Though he'll celebrate his sixth anniversary as a supervisor in just a couple of days, Newsom says he still feels like a newcomer. "I'm always learning," he says, "In fact, I'd really like to go back to college. I wasn't ready for college when I was in college." 

The first mayoral campaign for Newsom, who went to Santa Clara University on a baseball scholarship, is bound to be an education. With the support of moderates, his "radical center," Newsom wants to prove he's ready for prime time. But the only thing he has to prove today is that he can climb the 254 steps to the top of Arthur Brown's dome. 

Newsom is headstrong.

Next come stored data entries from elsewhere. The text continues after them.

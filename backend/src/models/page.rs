use serde::Serialize;

/// One page of a length-aware listing. Pages are 1-based.
#[derive(Debug, Clone, PartialEq)]
pub struct Page<T> {
    pub items: Vec<T>,
    pub total: i64,
    pub per_page: i64,
    pub current_page: i64,
}

#[derive(Debug, Clone, PartialEq, Serialize)]
pub struct PageMeta {
    pub current_page: i64,
    pub last_page: i64,
    pub per_page: i64,
    pub total: i64,
    pub from: Option<i64>,
    pub to: Option<i64>,
}

impl<T> Page<T> {
    pub fn last_page(&self) -> i64 {
        if self.per_page <= 0 {
            return 1;
        }
        (self.total / self.per_page + i64::from(self.total % self.per_page != 0)).max(1)
    }

    /// 1-based position of the first item on this page.
    pub fn first_item(&self) -> Option<i64> {
        if self.items.is_empty() {
            None
        } else {
            Some((self.current_page - 1).saturating_mul(self.per_page).saturating_add(1))
        }
    }

    pub fn last_item(&self) -> Option<i64> {
        self.first_item().map(|first| first + self.items.len() as i64 - 1)
    }

    pub fn meta(&self) -> PageMeta {
        PageMeta {
            current_page: self.current_page,
            last_page: self.last_page(),
            per_page: self.per_page,
            total: self.total,
            from: self.first_item(),
            to: self.last_item(),
        }
    }
}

He refuses to wear legislative aid Michael Farrah's coat over his own crisp, French-laundered white dress shirt. "It's really, really dirty up there," Farrah insists. Newsom rolls up his sleeves and drapes the coat over a chair. 

The inner space of the dome is unimpressive. Everything is covered with fire-retardant building material like an extremely well-flocked Christmas tree. The cold, narrow steps, like those on a submarine, could have been squeezed in as an afterthought, as if to save every possible square inch for the magnificent relief work seen from below. 

On the way up, Newsom, who routinely jogs up and down the insanely cardio-vascular Lyon Street stairs, reminisces about climbing the leaning tower of Pisa. Between quiet but desperate gasps for air, I offer a memory about climbing to the hunchback's bell tower at Notre Dame in Paris. "How long ago was that?" I thought, "and am I really so out of shape now?"

Arriving at the top is a revelation. After I heave for moment, as though I've just survived The Poseidon Adventure, I see that Newsom hasn't broken a sweat. Not one drop. 

"I'm mad at you now," I said. "Why is that?" asks Newsom.

"Because we're the same age. You could at least shpritz." Newsom gives me a look that seems to say, "Lead, follow, or get out of the way."

The view from here is breathtaking. Neither Newsom nor I expected to see the Golden Gate Bridge from here, but there it was. 

"See, you see that?" Newsom asks, pointing to the barren median strips on Van Ness Avenue. "Greenery there would mitigate traffic noise and increase the value of surrounding property." 

As we survey the Civic Center, Newsom makes a series of observations that reveal his penchant for symmetry. He's elated the symphony hall and state building look like bookends from this height. 

Together we deride the ugliness of Fox Plaza. "Just terrible," Newsom says, "and on the site of one of the most beautiful theatres in the world." The Fox Theatre was demolished in 1963, a few years before Newsom and I were born. The San Franciscan, as the legend goes, is born with memories.

Newsom observes the lack of public art at Civic Center, which is glaring from here. The uncluttered lawns in front of City Hall look naked without so much as a pink flamingo.

I point to the mural by the artist Rigo, a couple of blocks away on Market Street. Like Rigo's other well known murals, it's a traffic sign. This one's emblazoned with the word "Truth." Its message is aimed squarely at the mayor's office.

After the descent back into the building, Newsom is fresh as a daisy and so is his crisp, white shirt. The coming months will tell whether Newsom's trip to a room just down the hall - the mayor's office - will be so effortless.